─── Data records
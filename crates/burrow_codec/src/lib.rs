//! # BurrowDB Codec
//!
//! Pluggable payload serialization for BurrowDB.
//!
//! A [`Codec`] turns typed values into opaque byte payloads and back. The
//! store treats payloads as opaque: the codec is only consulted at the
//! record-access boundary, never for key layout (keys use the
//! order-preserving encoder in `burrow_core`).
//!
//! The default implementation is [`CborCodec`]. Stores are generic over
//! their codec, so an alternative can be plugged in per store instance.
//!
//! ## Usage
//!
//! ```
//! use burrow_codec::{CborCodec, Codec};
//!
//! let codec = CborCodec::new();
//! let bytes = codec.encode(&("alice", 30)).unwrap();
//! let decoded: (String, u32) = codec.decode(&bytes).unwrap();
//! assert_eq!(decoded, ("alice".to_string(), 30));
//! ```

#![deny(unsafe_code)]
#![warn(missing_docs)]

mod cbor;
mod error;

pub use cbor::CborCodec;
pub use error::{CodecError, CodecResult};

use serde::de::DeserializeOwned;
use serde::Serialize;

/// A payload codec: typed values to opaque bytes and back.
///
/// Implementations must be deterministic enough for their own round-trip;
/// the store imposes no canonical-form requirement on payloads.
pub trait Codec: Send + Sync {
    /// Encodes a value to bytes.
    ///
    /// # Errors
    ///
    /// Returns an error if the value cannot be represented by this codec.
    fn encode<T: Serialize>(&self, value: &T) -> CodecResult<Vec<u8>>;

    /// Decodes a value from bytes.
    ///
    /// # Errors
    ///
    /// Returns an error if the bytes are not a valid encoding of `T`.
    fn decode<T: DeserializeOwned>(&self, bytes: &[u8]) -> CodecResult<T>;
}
──────
─── Data records
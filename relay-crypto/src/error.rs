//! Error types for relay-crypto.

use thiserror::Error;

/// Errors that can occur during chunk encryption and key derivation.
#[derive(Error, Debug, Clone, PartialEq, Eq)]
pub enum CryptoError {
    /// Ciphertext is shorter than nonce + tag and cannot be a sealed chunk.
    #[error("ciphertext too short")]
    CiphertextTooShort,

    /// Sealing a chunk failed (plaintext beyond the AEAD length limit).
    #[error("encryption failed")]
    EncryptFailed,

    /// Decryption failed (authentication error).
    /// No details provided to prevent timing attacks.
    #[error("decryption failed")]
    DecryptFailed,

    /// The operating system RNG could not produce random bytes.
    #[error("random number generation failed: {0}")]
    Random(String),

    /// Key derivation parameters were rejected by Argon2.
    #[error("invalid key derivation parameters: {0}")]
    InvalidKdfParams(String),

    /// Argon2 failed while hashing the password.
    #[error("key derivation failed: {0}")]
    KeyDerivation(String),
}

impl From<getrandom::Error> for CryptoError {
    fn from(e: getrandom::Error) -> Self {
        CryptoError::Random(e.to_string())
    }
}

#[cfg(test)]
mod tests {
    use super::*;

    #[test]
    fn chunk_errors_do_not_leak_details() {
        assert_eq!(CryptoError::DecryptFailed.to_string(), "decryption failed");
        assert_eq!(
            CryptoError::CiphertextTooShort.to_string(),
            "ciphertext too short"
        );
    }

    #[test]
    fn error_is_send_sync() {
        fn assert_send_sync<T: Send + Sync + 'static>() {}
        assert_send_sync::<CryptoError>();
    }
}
──────
__Problem to work on__. The required answer is the exact run of lines above starting at the line with "filename crates/burrow_codec/src/lib.rs" and ending at the line with "are generic over", with both ends present.

__Result of the exercise__.
filename crates/burrow_codec/src/lib.rs
//! # BurrowDB Codec
//!
//! Pluggable payload serialization for BurrowDB.
//!
//! A [`Codec`] turns typed values into opaque byte payloads and back. The
//! store treats payloads as opaque: the codec is only consulted at the
//! record-access boundary, never for key layout (keys use the
//! order-preserving encoder in `burrow_core`).
//!
//! The default implementation is [`CborCodec`]. Stores are generic over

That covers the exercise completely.